• TASK GOAL: Reproduce the records below; each should match the original exactly.

*** Opening EXTRACTED MATERIAL ***

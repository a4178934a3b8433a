use std::future::Future;

use async_trait::async_trait;

use crate::{ApiResponse, OffsetPage, OffsetRequest, Result};

/// The network collaborator a [`super::OffsetPagination`] pulls pages from.
///
/// Any `Fn(OffsetRequest) -> impl Future` closure is a fetcher.
#[async_trait]
pub trait OffsetFetcher<T>: Send + Sync {
    async fn fetch(&self, request: OffsetRequest) -> Result<ApiResponse<OffsetPage<T>>>;
}

#[async_trait]
impl<T, F, Fut> OffsetFetcher<T> for F
where
    T: Send + 'static,
    F: Fn(OffsetRequest) -> Fut + Send + Sync,
    Fut: Future<Output = Result<ApiResponse<OffsetPage<T>>>> + Send + 'static,
{
    async fn fetch(&self, request: OffsetRequest) -> Result<ApiResponse<OffsetPage<T>>> {
        (self)(request).await
    }
}
use std::future::Future;

use async_trait::async_trait;

use crate::{ApiResponse, CursorPage, CursorRequest, Result};

/// The network collaborator a [`super::CursorPagination`] pulls pages from.
///
/// Implementations own transport, session and timeout policy. A transport
/// failure should be reported as [`crate::Error::Network`]; a server-side
/// failure may either be returned as [`ApiResponse::Failure`] or as an error.
///
/// Any `Fn(CursorRequest) -> impl Future` closure is a fetcher.
///
/// # Example
///
/// ```rust
/// use infiniscroll::{ApiResponse, CursorPage, CursorRequest, Result};
/// use infiniscroll::cursor::CursorPagination;
///
/// let feed: CursorPagination<u32, _> = CursorPagination::new(|request: CursorRequest| async move {
///     Result::Ok(ApiResponse::success(CursorPage {
///         content: vec![request.size],
///         next_cursor: None,
///         has_next: false,
///         size: request.size,
///     }))
/// });
/// # let _ = feed;
/// ```
#[async_trait]
pub trait CursorFetcher<T>: Send + Sync {
    async fn fetch(&self, request: CursorRequest) -> Result<ApiResponse<CursorPage<T>>>;
}

#[async_trait]
impl<T, F, Fut> CursorFetcher<T> for F
where
    T: Send + 'static,
    F: Fn(CursorRequest) -> Fut + Send + Sync,
    Fut: Future<Output = Result<ApiResponse<CursorPage<T>>>> + Send + 'static,
{
    async fn fetch(&self, request: CursorRequest) -> Result<ApiResponse<CursorPage<T>>> {
        (self)(request).await
    }
}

*** Closing EXTRACTED MATERIAL ***

• SOLUTION FOR THIS PROBLEM:
repository a4178934a3b8433a
use std::future::Future;

use async_trait::async_trait;

use crate::{ApiResponse, OffsetPage, OffsetRequest, Result};

/// The network collaborator a [`super::OffsetPagination`] pulls pages from.
///
/// Any `Fn(OffsetRequest) -> impl Future` closure is a fetcher.
#[async_trait]
pub trait OffsetFetcher<T>: Send + Sync {
    async fn fetch(&self, request: OffsetRequest) -> Result<ApiResponse<OffsetPage<T>>>;
}

#[async_trait]
impl<T, F, Fut> OffsetFetcher<T> for F
where
    T: Send + 'static,
    F: Fn(OffsetRequest) -> Fut + Send + Sync,
    Fut: Future<Output = Result<ApiResponse<OffsetPage<T>>>> + Send + 'static,
{
    async fn fetch(&self, request: OffsetRequest) -> Result<ApiResponse<OffsetPage<T>>> {
        (self)(request).await
    }
}
use std::future::Future;

use async_trait::async_trait;

use crate::{ApiResponse, CursorPage, CursorRequest, Result};

/// The network collaborator a [`super::CursorPagination`] pulls pages from.
///
/// Implementations own transport, session and timeout policy. A transport
/// failure should be reported as [`crate::Error::Network`]; a server-side
/// failure may either be returned as [`ApiResponse::Failure`] or as an error.
///
/// Any `Fn(CursorRequest) -> impl Future` closure is a fetcher.
///
/// # Example
///
/// ```rust
/// use infiniscroll::{ApiResponse, CursorPage, CursorRequest, Result};
/// use infiniscroll::cursor::CursorPagination;
///
/// let feed: CursorPagination<u32, _> = CursorPagination::new(|request: CursorRequest| async move {
///     Result::Ok(ApiResponse::success(CursorPage {
///         content: vec![request.size],
///         next_cursor: None,
///         has_next: false,
///         size: request.size,
///     }))
/// });
/// # let _ = feed;
/// ```
#[async_trait]
pub trait CursorFetcher<T>: Send + Sync {
    async fn fetch(&self, request: CursorRequest) -> Result<ApiResponse<CursorPage<T>>>;
}

#[async_trait]
impl<T, F, Fut> CursorFetcher<T> for F
where
    T: Send + 'static,
    F: Fn(CursorRequest) -> Fut + Send + Sync,
    Fut: Future<Output = Result<ApiResponse<CursorPage<T>>>> + Send + 'static,
{
    async fn fetch(&self, request: CursorRequest) -> Result<ApiResponse<CursorPage<T>>> {
        (self)(request).await
    }
}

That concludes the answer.